Secondo il National Interest, che riferisce dei comunicati di cui sopra, il summit non produrrà accordi, ma i due presidenti si metteranno seriamente “al lavoro”. Possibile, invece, che possano dare l’annuncio del rinnovo del “Trattato sui cieli aperti”, con dettagli da definire in seguito, ché questo importante freno alla proliferazione nucleare è di fatto attualmente nullo, con pericoli conseguenti.
Ginevra e i negoziati Usa – Iran
Importante la sede dell’incontro, che vede prevalere Ginevra su Vienna ed Helsinki, altre due città ipotizzate come possibili luoghi d’incontro. Ginevra ha un alto valore simbolico perché è in questa città che si stanno svolgendo i negoziati per il nucleare iraniano, tanto cruciali per il destino del mondo.

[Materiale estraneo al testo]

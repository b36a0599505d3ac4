//! Best-effort cover-art download

use super::CoverArt;
use crate::config::CoverArtConfig;
use crate::error::{CoverArtError, CoverArtResult};

/// Downloads cover images over HTTP(S) with a size and time budget
#[derive(Debug, Clone)]
pub struct CoverFetcher {
    client: reqwest::Client,
    config: CoverArtConfig,
}

impl CoverFetcher {
    /// Create a fetcher using `config` limits
    pub fn new(config: CoverArtConfig) -> Self {
        Self {
            client: reqwest::Client::new(),
            config,
        }
    }

    /// Download the image at `url`
    ///
    /// Rejects non-http(s) URLs, non-success statuses, empty bodies, and bodies
    /// larger than `max_bytes`.
    pub async fn fetch(&self, url: &str) -> CoverArtResult<CoverArt> {
        if !self.config.enabled {
            return Err(CoverArtError::Unusable(
                "cover art fetching is disabled".to_string(),
            ));
        }

        let parsed = url::Url::parse(url).map_err(|e| CoverArtError::InvalidUrl {
            url: url.to_string(),
            reason: e.to_string(),
        })?;
        if !matches!(parsed.scheme(), "http" | "https") {
            return Err(CoverArtError::InvalidUrl {
                url: url.to_string(),
                reason: format!("unsupported scheme '{}'", parsed.scheme()),
            });
        }

        let mut response = self
            .client
            .get(parsed)
            .timeout(self.config.fetch_timeout)
            .send()
            .await?;

        let status = response.status();
        if !status.is_success() {
            return Err(CoverArtError::Status {
                status: status.as_u16(),
            });
        }

        let max = self.config.max_bytes;
        if let Some(len) = response.content_length() {
            if len > max as u64 {
                return Err(CoverArtError::Unusable(format!(
                    "image is {len} bytes, limit is {max}"
                )));
            }
        }

        let mut data = Vec::new();
        while let Some(chunk) = response.chunk().await? {
            if data.len() + chunk.len() > max {
                return Err(CoverArtError::Unusable(format!(
                    "image exceeds {max} bytes"
                )));
            }
            data.extend_from_slice(&chunk);
        }

        if data.is_empty() {
            return Err(CoverArtError::Unusable("empty response body".to_string()));
        }

        tracing::debug!(url, bytes = data.len(), "Fetched cover art");
        Ok(CoverArt::new(data))
    }
}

Biden ha portato avanti le trattative con l’Iran nonostante il terribile fuoco di sbarramento ad opera di tanti ambiti guerrafondai, potendo contare sull’appoggio, debole, della Ue, e quello più forte di Cina e Russia.
Scegliendo di incontrare Putin a Ginevra intende inviare un messaggio in tal senso. Se nel frattempo i negoziati si saranno conclusi, cosa difficile, con il ripristino dell’accordo pregresso, il summit tra i due presidenti ne sarebbe suggello autorevole.

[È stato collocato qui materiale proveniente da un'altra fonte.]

//! Application state for the API server

use crate::{Config, TrackDownloader};
use std::sync::Arc;

/// Shared application state accessible to all route handlers
///
/// Cloned for each request (cheap Arc clone).
#[derive(Clone)]
pub struct AppState {
    /// The downloader all handlers delegate to
    pub downloader: Arc<TrackDownloader>,

    /// Configuration (read-only)
    pub config: Arc<Config>,
}

impl AppState {
    /// Create a new AppState
    pub fn new(downloader: Arc<TrackDownloader>, config: Arc<Config>) -> Self {
        Self { downloader, config }
    }
}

Nel caso in cui il dialogo fosse ancora in corso, invierebbe un segnale forte in direzione di una sua risoluzione positiva.
In entrambi i casi, vuol dire al mondo che la geopolitica globale è tornata (tutta o almeno in parte) nelle mani dei legittimi leader delle grandi potenze, ripristinandone l’autorevolezza rispetto ai centri di potere locali e internazionali che l’hanno sequestrata in questo ventennio di guerre infinite. Non è cosa da poco.
La UE e la Russia
In parallelo all’annuncio del summit, Emmanuel Macron ha provato nuovamente ad aprire alla Russia. In un intervento al vertice UE del 26 maggio ha infatti fatto notare che la politica della sanzioni contro Mosca non porta da nessuna parte,
E ha aggiunto: “Penso che siamo nel momento della verità nel nostro rapporto con la Russia, momento che dovrebbe portarci a ripensare i termini della tensione che decidiamo di mettere in atto”.

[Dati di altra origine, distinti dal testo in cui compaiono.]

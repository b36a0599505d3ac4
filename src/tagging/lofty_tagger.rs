//! Tag rewriting backed by `lofty`

use super::{CoverArt, CoverFetcher, MetadataTagger};
use crate::config::CoverArtConfig;
use crate::error::{CoverArtError, CoverArtResult, TagError, TagResult};
use crate::types::ResolvedMetadata;
use async_trait::async_trait;
use lofty::config::WriteOptions;
use lofty::file::TaggedFileExt;
use lofty::picture::{Picture, PictureType};
use lofty::prelude::Accessor;
use lofty::read_from_path;
use lofty::tag::{Tag, TagExt, TagType};
use std::path::{Path, PathBuf};

/// Tagger that downloads covers with [`CoverFetcher`] and writes tags with `lofty`
#[derive(Debug, Clone)]
pub struct LoftyTagger {
    fetcher: CoverFetcher,
}

impl LoftyTagger {
    /// Create a tagger with the given cover-art limits
    pub fn new(config: CoverArtConfig) -> Self {
        Self {
            fetcher: CoverFetcher::new(config),
        }
    }
}

impl Default for LoftyTagger {
    fn default() -> Self {
        Self::new(CoverArtConfig::default())
    }
}

/// Build a front-cover picture, or `None` if the bytes are not a known image format
fn front_cover(cover: &CoverArt) -> Option<Picture> {
    let mut reader = cover.data();
    let mut picture = Picture::from_reader(&mut reader).ok()?;
    picture.set_pic_type(PictureType::CoverFront);
    Some(picture)
}

fn rewrite_tags(
    path: &Path,
    metadata: &ResolvedMetadata,
    cover: Option<&CoverArt>,
) -> TagResult<()> {
    let read_error = |e: lofty::error::LoftyError| TagError::Read {
        path: path.to_path_buf(),
        reason: e.to_string(),
    };
    let write_error = |e: lofty::error::LoftyError| TagError::Write {
        path: path.to_path_buf(),
        reason: e.to_string(),
    };

    let tagged_file = read_from_path(path).map_err(read_error)?;
    let primary_type = tagged_file.primary_tag_type();
    let existing_types: Vec<TagType> = tagged_file.tags().iter().map(|t| t.tag_type()).collect();

    // Pictures are the only items carried over from the old tags
    let mut kept_pictures: Vec<Picture> = Vec::new();
    for picture in tagged_file.tags().iter().flat_map(|t| t.pictures()) {
        if !kept_pictures.iter().any(|p| p.data() == picture.data()) {
            kept_pictures.push(picture.clone());
        }
    }
    drop(tagged_file);

    let mut tag = Tag::new(primary_type);
    tag.set_title(metadata.title.clone());
    tag.set_artist(metadata.artist.clone());
    tag.set_album(metadata.album.clone());

    match cover.and_then(front_cover) {
        Some(picture) => tag.push_picture(picture),
        None => {
            if cover.is_some() {
                tracing::warn!(path = %path.display(), "Cover art is not a recognized image, keeping existing artwork");
            }
            for picture in kept_pictures {
                tag.push_picture(picture);
            }
        }
    }

    for tag_type in existing_types {
        tag_type.remove_from_path(path).map_err(write_error)?;
    }
    tag.save_to_path(path, WriteOptions::default())
        .map_err(write_error)?;

    Ok(())
}

#[async_trait]
impl MetadataTagger for LoftyTagger {
    async fn fetch_cover(&self, url: &str) -> CoverArtResult<CoverArt> {
        let cover = self.fetcher.fetch(url).await?;
        if front_cover(&cover).is_none() {
            return Err(CoverArtError::Unusable(
                "response is not a recognized image format".to_string(),
            ));
        }
        Ok(cover)
    }

    async fn write_tags(
        &self,
        path: &Path,
        metadata: &ResolvedMetadata,
        cover: Option<CoverArt>,
    ) -> TagResult<()> {
        let path: PathBuf = path.to_path_buf();
        let metadata = metadata.clone();

        tokio::task::spawn_blocking(move || rewrite_tags(&path, &metadata, cover.as_ref()))
            .await
            .map_err(|e| TagError::Aborted(e.to_string()))?
    }
}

Il summit ginevrino offre al presidente transalpino una chance per riprendere uno dei fili conduttori della sua presidenza, cioè la revisione del rapporto tra Bruxelles e Mosca, da tempo bloccato.
Potrebbe avere in questo una sponda tedesca, dato che la Germania, nonostante si sia allineata a Washington sul contrasto a Mosca, tale rapporto lo ha difeso strenuamente attraverso il North Stream 2, che Biden ha ormai sdoganato, facendo decadere il veto Usa al gasdotto che porterà la vitale risorsa energetica russa a Berlino.
Ma resta forte l’ambiguità teutonica. A complicare, infatti, la sua influenza sull’Europa dell’Est, che contende all’America, e i suoi tanti interessi in loco. L’attrito di tali Paesi con Mosca resta troppo acceso per favorire un dialogo con Mosca. Vedremo.
Biden e la Corea del Nord
Va rilevato, infine, che, incontrando Putin, Biden si muove sulla stessa direttrice di politica estera intrapresa da Trump, si spera con miglior fortuna, a dimostrazione di una segreta armonia tra i due inquilini della Casa Bianca.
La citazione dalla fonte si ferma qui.